Hierop aansluitend zal ik in het wetsvoorstel BRP een bepaling opnemen die als grondslag kan dienen om een uitwisseling of
vergelijking van gegevens tussen registraties binnen de overheid mogelijk te maken. De vergelijking of uitwisseling van gegevens
kan dan voor de ambtenaar burgerzaken als signaal dienen om te bezien of een burger in gebreke is met het doen van aangifte
van verblijf en deze gegevens na het instellen van een gedegen feitelijk adresonderzoek alsnog – eventueel ambtshalve – in
de GBA moeten worden opgenomen. Uiteraard zal ik in het voorstel aandacht geven aan de kaders die de Wet GBA en de Wet bescherming
persoonsgegevens aan de uitwisseling of vergelijking van dergelijke bestanden stellen. Ook zal ik afnemers gericht benaderen
om het proces van terugmelden verder te verbeteren, met als doel de kwaliteit en het aantal terugmeldingen te verhogen.

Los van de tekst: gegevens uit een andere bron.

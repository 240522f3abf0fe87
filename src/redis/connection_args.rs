use std::time::Duration;

use crate::common::connection_args::{check_uri, ConnectionArgs, Endpoint};
use crate::common::errors::ArgsError;

pub const DRIVER: &str = "redis";
pub const DEFAULT_HOST: &str = "127.0.0.1";
pub const DEFAULT_PORT: u16 = 6379;
pub const DEFAULT_LOCK_ACQUIRE_TIMEOUT: Duration = Duration::from_secs(20);
pub const DEFAULT_LOCK_RETRY_WAIT_MIN: Duration = Duration::from_millis(10);
pub const DEFAULT_LOCK_RETRY_WAIT_MAX: Duration = Duration::from_millis(100);
pub const DEFAULT_LOCK_TTL: Duration = Duration::from_secs(15);

/// Timing of `DistributedLock` acquisition and expiry.
#[derive(Debug, Clone, Copy, PartialEq, Eq)]
pub struct LockSettings {
    pub acquire_timeout: Duration,
    pub retry_wait_min: Duration,
    pub retry_wait_max: Duration,
    pub ttl: Duration,
}

impl Default for LockSettings {
    fn default() -> Self {
        Self {
            acquire_timeout: DEFAULT_LOCK_ACQUIRE_TIMEOUT,
            retry_wait_min: DEFAULT_LOCK_RETRY_WAIT_MIN,
            retry_wait_max: DEFAULT_LOCK_RETRY_WAIT_MAX,
            ttl: DEFAULT_LOCK_TTL,
        }
    }
}

#[derive(Debug, Clone, PartialEq, Eq)]
pub struct RedisConnectionArgs {
    base: ConnectionArgs,
    endpoint: Endpoint,
    uri: Option<String>,
    database: u8,
    lock: LockSettings,
}

impl Default for RedisConnectionArgs {
    fn default() -> Self {
        Self {
            base: ConnectionArgs::default(),
            endpoint: Endpoint::new(DEFAULT_HOST, DEFAULT_PORT),
            uri: None,
            database: 0,
            lock: LockSettings::default(),
        }
    }
}

impl RedisConnectionArgs {
    pub fn builder() -> RedisConnectionArgsBuilder {
        RedisConnectionArgsBuilder::default()
    }

    pub fn base(&self) -> &ConnectionArgs {
        &self.base
    }

    pub fn endpoint(&self) -> &Endpoint {
        &self.endpoint
    }

    pub fn database(&self) -> u8 {
        self.database
    }

    pub fn lock_settings(&self) -> LockSettings {
        self.lock
    }

    pub fn uri(&self) -> Result<String, ArgsError> {
        if let Some(uri) = &self.uri {
            check_uri(DRIVER, uri, &["redis", "rediss"])?;
            return Ok(uri.clone());
        }
        self.endpoint.to_uri(DRIVER, "redis", &self.database.to_string())
    }
}

#[derive(Debug, Clone, Default)]
pub struct RedisConnectionArgsBuilder {
    args: RedisConnectionArgs,
}

impl RedisConnectionArgsBuilder {
    pub fn base(mut self, base: ConnectionArgs) -> Self {
        self.args.base = base;
        self
    }

    pub fn host(mut self, host: impl Into<String>) -> Self {
        self.args.endpoint.host = host.into();
        self
    }

    pub fn port(mut self, port: u16) -> Self {
        self.args.endpoint.port = port;
        self
    }

    pub fn credentials(mut self, username: impl Into<String>, password: impl Into<String>) -> Self {
        self.args.endpoint = self.args.endpoint.with_credentials(username, password);
        self
    }

    pub fn uri(mut self, uri: impl Into<String>) -> Self {
        self.args.uri = Some(uri.into());
        self
    }

    pub fn database(mut self, database: u8) -> Self {
        self.args.database = database;
        self
    }

    pub fn lock_acquire_timeout(mut self, timeout: Duration) -> Self {
        self.args.lock.acquire_timeout = timeout;
        self
    }

    /// Bounds of the random pause between two acquisition attempts.
    pub fn lock_retry_wait(mut self, min: Duration, max: Duration) -> Self {
        self.args.lock.retry_wait_min = min.min(max);
        self.args.lock.retry_wait_max = max.max(min);
        self
    }

    pub fn lock_ttl(mut self, ttl: Duration) -> Self {
        self.args.lock.ttl = ttl;
        self
    }

    pub fn build(self) -> RedisConnectionArgs {
        self.args
    }
}
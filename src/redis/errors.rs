use std::error::Error as StdError;

use thiserror::Error;

use crate::common::errors::ClientError;

#[derive(Debug, Error)]
pub enum LockError<E: StdError + 'static> {
    #[error("a distributed lock needs at least one resource key")]
    NoResourceKeys,

    #[error("locks have already been acquired")]
    LocksAlreadyAcquired,

    #[error("locks were not acquired before the timeout")]
    LockAcquireTimeout,

    #[error("locks cannot be released before they are acquired")]
    LockReleaseBeforeAcquire,

    #[error("the lock value is empty")]
    LockValueEmpty,

    #[error("lock operation canceled")]
    Canceled,

    #[error(transparent)]
    Client(#[from] ClientError<E>),
}

impl<E: StdError + 'static> LockError<E> {
    pub fn is_timeout(&self) -> bool {
        matches!(self, LockError::LockAcquireTimeout | LockError::Client(ClientError::OperationTimeout))
    }
}
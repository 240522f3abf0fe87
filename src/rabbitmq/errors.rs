// src/rabbitmq/errors.rs

use std::error::Error as StdError;
use thiserror::Error;

use crate::common::errors::ClientError;

#[derive(Debug, Error)]
pub enum MessagingError<E: StdError + 'static> {
    #[error(transparent)]
    Client(#[from] ClientError<E>),

    #[error("failed to bind queue '{queue}' to exchange '{exchange}' with routing key '{routing_key}': {source}")]
    QueueBind {
        queue: String,
        exchange: String,
        routing_key: String,
        source: E,
    },

    #[error("message to exchange '{exchange}' with routing key '{routing_key}' was returned unroutable")]
    Unroutable { exchange: String, routing_key: String },

    #[error("broker did not confirm message to exchange '{exchange}'")]
    Nacked { exchange: String },

    #[error("main topic is not set")]
    MainTopicNotSet,

    #[error("not subscribed to topic '{0}'")]
    TopicNotSubscribed(String),
}

impl<E: StdError + 'static> MessagingError<E> {
    pub fn is_timeout(&self) -> bool {
        matches!(self, MessagingError::Client(err) if err.is_timeout())
    }

    pub fn is_canceled(&self) -> bool {
        matches!(self, MessagingError::Client(err) if err.is_canceled())
    }
}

Ten slotte zal ik conform de planning van het actieplan Kwaliteit GBA van juni 2008, het actieplan dit jaar evalueren. Onderdeel
van deze evaluatie is dat in nauwe samenwerking met VNG, NVVB, gemeenten en afnemers wordt vastgesteld wat het actieplan aan
resultaten heeft opgeleverd én welke vervolgacties nodig zijn, (bijvoorbeeld wat terugmelden of overige specifieke voorlichting
betreft). Onderdeel van de evaluatie is ook de stand van de invoering van de GBA als basisregistratie en de betrouwbaarheid
daarvan. Ik zal uw Kamer nog dit jaar over de uitkomsten van de evaluatie en de vervolgstappen informeren.